• EXTRACTED RECORDS:
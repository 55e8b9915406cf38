// /learnhub-lms/services/payments-service/src/api/handlers.rs

use axum::{
    extract::{Path, Query, State},
    http::{HeaderMap, StatusCode},
    response::Json,
    Extension,
};
use base64::{engine::general_purpose::STANDARD as BASE64, Engine as _};
use hmac::{Hmac, Mac};
use serde_json::json;
use sha2::Sha256;
use std::env;
use uuid::Uuid;
use validator::Validate;

use crate::{
    core::reconcile::{ManualDecision, ReconcileRequest},
    core::stores::{EnrollmentStore, PaymentRecordStore},
    middleware::AuthUser,
    models::{
        AdminPaymentDecision, AdminPaymentsQuery, CheckoutRequest, CheckoutResponse,
        PaginationMeta, PaymentsListResponse, VerifyQuery, VerifyResponse, WebhookEnvelope,
    },
    utils::{
        error::{AppError, AppResult},
        health, validator as validators, DEFAULT_PAGE_SIZE,
    },
    AppState,
};

// ========================= CHECKOUT =========================

/// POST /api/payments/checkout - inisiasi pembelian course
pub async fn initiate_checkout(
    State(state): State<AppState>,
    Extension(user): Extension<AuthUser>,
    Json(payload): Json<CheckoutRequest>,
) -> AppResult<(StatusCode, Json<CheckoutResponse>)> {
    payload
        .validate()
        .map_err(|e| AppError::ValidationError(e.to_string()))?;

    let response = state.checkout.initiate(user.id, payload).await?;
    Ok((StatusCode::CREATED, Json(response)))
}

// ========================= VERIFICATION =========================

/// GET /api/payments/verify - dipanggil payment-success page setelah redirect.
/// Public: saat redirect dari gateway, session belum tentu ada.
pub async fn verify_payment(
    State(state): State<AppState>,
    Query(query): Query<VerifyQuery>,
) -> AppResult<Json<VerifyResponse>> {
    if let Some(payment_id) = &query.payment_id {
        validators::validate_payment_identifier(payment_id, "payment_id")?;
    }
    if let Some(reference) = &query.reference {
        validators::validate_payment_identifier(reference, "ref")?;
    }
    if let Some(course_slug) = &query.course_slug {
        validators::validate_course_slug(course_slug)?;
    }

    let outcome = state
        .engine
        .reconcile(ReconcileRequest {
            gateway_payment_id: query.payment_id,
            transaction_ref: query.reference,
            user_id: query.user_id,
            course_slug: query.course_slug,
        })
        .await?;

    Ok(Json(VerifyResponse {
        success: outcome.success,
        verified: outcome.verified,
        status: outcome.status.as_str().to_string(),
        message: outcome.message,
        course_slug: outcome.course_slug,
        course_name: outcome.course_name,
    }))
}

// ========================= WEBHOOK =========================

/// POST /api/payments/webhook - event push dari Dodo.
/// Response selalu `{"received": true}` supaya gateway tidak retry event yang
/// sudah kita terima; satu-satunya non-2xx adalah payload yang bukan JSON.
pub async fn handle_gateway_webhook(
    State(state): State<AppState>,
    headers: HeaderMap,
    body: String,
) -> AppResult<Json<serde_json::Value>> {
    // Signature verification aktif kalau secret dikonfigurasi. Event dengan
    // signature salah dibuang diam-diam - balas sukses supaya attacker tidak
    // dapat sinyal, dan gateway asli tetap punya event log-nya sendiri.
    if let Ok(secret) = env::var("DODO_WEBHOOK_SECRET") {
        if !verify_webhook_signature(&secret, &headers, &body) {
            tracing::warn!("Webhook signature tidak valid, event dibuang");
            return Ok(Json(json!({ "received": true })));
        }
    }

    let envelope: WebhookEnvelope = serde_json::from_str(&body)
        .map_err(|e| AppError::Internal(format!("Malformed webhook payload: {}", e)))?;

    tracing::info!("Webhook diterima: {}", envelope.event_type);
    state
        .repository
        .audit
        .webhook_processed(&envelope.event_type, envelope.data.payment_id.as_deref())
        .await;

    // Processing error tidak bocor ke gateway - retry mereka tidak akan
    // memperbaiki bug kita, dan semua mutation idempotent
    if let Err(e) = state.engine.handle_event(&envelope).await {
        tracing::error!("Webhook {} gagal diproses: {}", envelope.event_type, e);
    }

    Ok(Json(json!({ "received": true })))
}

/// Verifikasi signature standard-webhooks: HMAC-SHA256 atas
/// `{id}.{timestamp}.{body}` dengan key base64 setelah prefix `whsec_`
fn verify_webhook_signature(secret: &str, headers: &HeaderMap, body: &str) -> bool {
    let Some(webhook_id) = header_str(headers, "webhook-id") else { return false };
    let Some(timestamp) = header_str(headers, "webhook-timestamp") else { return false };
    let Some(signature_header) = header_str(headers, "webhook-signature") else { return false };

    let key = match secret.strip_prefix("whsec_") {
        Some(encoded) => match BASE64.decode(encoded) {
            Ok(key) => key,
            Err(_) => return false,
        },
        None => secret.as_bytes().to_vec(),
    };

    let Ok(mut mac) = Hmac::<Sha256>::new_from_slice(&key) else { return false };
    mac.update(format!("{}.{}.{}", webhook_id, timestamp, body).as_bytes());
    let expected = BASE64.encode(mac.finalize().into_bytes());

    // Header bisa berisi beberapa signature space-separated, format `v1,<sig>`
    signature_header.split_whitespace().any(|candidate| {
        let sig = candidate.split_once(',').map(|(_, s)| s).unwrap_or(candidate);
        sig == expected
    })
}

fn header_str<'a>(headers: &'a HeaderMap, name: &str) -> Option<&'a str> {
    headers.get(name).and_then(|value| value.to_str().ok())
}

// ========================= ENROLLMENT =========================

/// GET /api/enrollments/{user_id}/{course_slug} - cek status enrollment.
/// Owner atau admin saja.
pub async fn enrollment_status(
    State(state): State<AppState>,
    Extension(auth): Extension<AuthUser>,
    Path((user_id, course_slug)): Path<(Uuid, String)>,
) -> AppResult<Json<serde_json::Value>> {
    if auth.id != user_id && !auth.is_admin() {
        return Err(AppError::Forbidden(
            "Cannot view another user's enrollment".to_string(),
        ));
    }

    validators::validate_course_slug(&course_slug)?;

    let enrollment = state.repository.enrollments.find(user_id, &course_slug).await?;

    match enrollment {
        Some(enrollment) => Ok(Json(json!({
            "success": true,
            "enrolled": enrollment.is_enrolled,
            "paid": enrollment.paid,
            "data": enrollment,
        }))),
        None => Ok(Json(json!({
            "success": true,
            "enrolled": false,
            "paid": false,
            "data": null,
        }))),
    }
}

// ========================= ADMIN =========================

/// GET /api/admin/payments - list payment records dengan filter dan pagination
pub async fn list_admin_payments(
    State(state): State<AppState>,
    Query(query): Query<AdminPaymentsQuery>,
) -> AppResult<Json<PaymentsListResponse>> {
    let page = query.page.unwrap_or(1);
    let limit = query.limit.unwrap_or(DEFAULT_PAGE_SIZE);
    let (page, limit) = validators::validate_pagination(page, limit)?;

    if let Some(status) = &query.status {
        validators::validate_record_status(status)?;
    }

    let (records, total) = state
        .repository
        .records
        .list(query.status.as_deref(), page, limit)
        .await?;

    Ok(Json(PaymentsListResponse {
        success: true,
        message: "Payment records retrieved".to_string(),
        data: records,
        pagination: Some(PaginationMeta::new(page, limit, total)),
    }))
}

/// PUT /api/admin/payments/{id} - approve atau reject manual payment
pub async fn decide_admin_payment(
    State(state): State<AppState>,
    Extension(admin): Extension<AuthUser>,
    Path(record_id): Path<Uuid>,
    Json(payload): Json<AdminPaymentDecision>,
) -> AppResult<Json<serde_json::Value>> {
    payload
        .validate()
        .map_err(|e| AppError::ValidationError(e.to_string()))?;

    let approve = match payload.action.to_lowercase().as_str() {
        "approve" => true,
        "reject" => false,
        other => {
            return Err(AppError::BadRequest(format!(
                "Action '{}' tidak dikenal, harus 'approve' atau 'reject'",
                other
            )));
        }
    };

    let decision = state.engine.decide_manual(record_id, approve).await?;

    state
        .repository
        .audit
        .admin_decision(admin.id, record_id, &payload.action, payload.notes.as_deref())
        .await;

    let message = match decision {
        ManualDecision::Approved(_) => "Payment approved and enrollment activated",
        ManualDecision::Rejected => "Payment rejected",
    };

    Ok(Json(json!({ "success": true, "message": message })))
}

// ========================= HEALTH =========================

/// GET /health/detailed - database ping + status konfigurasi
pub async fn comprehensive_health_check_handler(
    State(state): State<AppState>,
) -> Json<health::HealthReport> {
    Json(health::comprehensive_health_check(&state.repository).await)
}

#[cfg(test)]
mod tests {
    use super::*;
    use axum::http::HeaderValue;

    fn signed_headers(secret: &str, webhook_id: &str, timestamp: &str, body: &str) -> HeaderMap {
        let key = match secret.strip_prefix("whsec_") {
            Some(encoded) => BASE64.decode(encoded).unwrap(),
            None => secret.as_bytes().to_vec(),
        };
        let mut mac = Hmac::<Sha256>::new_from_slice(&key).unwrap();
        mac.update(format!("{}.{}.{}", webhook_id, timestamp, body).as_bytes());
        let signature = BASE64.encode(mac.finalize().into_bytes());

        let mut headers = HeaderMap::new();
        headers.insert("webhook-id", HeaderValue::from_str(webhook_id).unwrap());
        headers.insert("webhook-timestamp", HeaderValue::from_str(timestamp).unwrap());
        headers.insert(
            "webhook-signature",
            HeaderValue::from_str(&format!("v1,{}", signature)).unwrap(),
        );
        headers
    }

    #[test]
    fn test_webhook_signature_valid() {
        let secret = "whsec_c2VjcmV0LWtleS1mb3ItdGVzdHM=";
        let body = r#"{"type":"payment.succeeded","data":{}}"#;
        let headers = signed_headers(secret, "msg_1", "1700000000", body);
        assert!(verify_webhook_signature(secret, &headers, body));
    }

    #[test]
    fn test_webhook_signature_rejects_tampered_body() {
        let secret = "whsec_c2VjcmV0LWtleS1mb3ItdGVzdHM=";
        let headers =
            signed_headers(secret, "msg_1", "1700000000", r#"{"type":"payment.succeeded"}"#);
        assert!(!verify_webhook_signature(secret, &headers, r#"{"type":"payment.failed"}"#));
    }

    #[test]
    fn test_webhook_signature_requires_headers() {
        let headers = HeaderMap::new();
        assert!(!verify_webhook_signature("whsec_abc", &headers, "{}"));
    }

    #[test]
    fn test_webhook_signature_raw_secret_without_prefix() {
        let secret = "plain-shared-secret";
        let body = "{}";
        let headers = signed_headers(secret, "msg_2", "1700000001", body);
        assert!(verify_webhook_signature(secret, &headers, body));
    }
}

• WHAT THIS TASK INVOLVES:
In the entries above, find each line with the string "dari" and copy it.

• RESULT OF THIS TASK:
/// Public: saat redirect dari gateway, session belum tentu ada.
/// POST /api/payments/webhook - event push dari Dodo.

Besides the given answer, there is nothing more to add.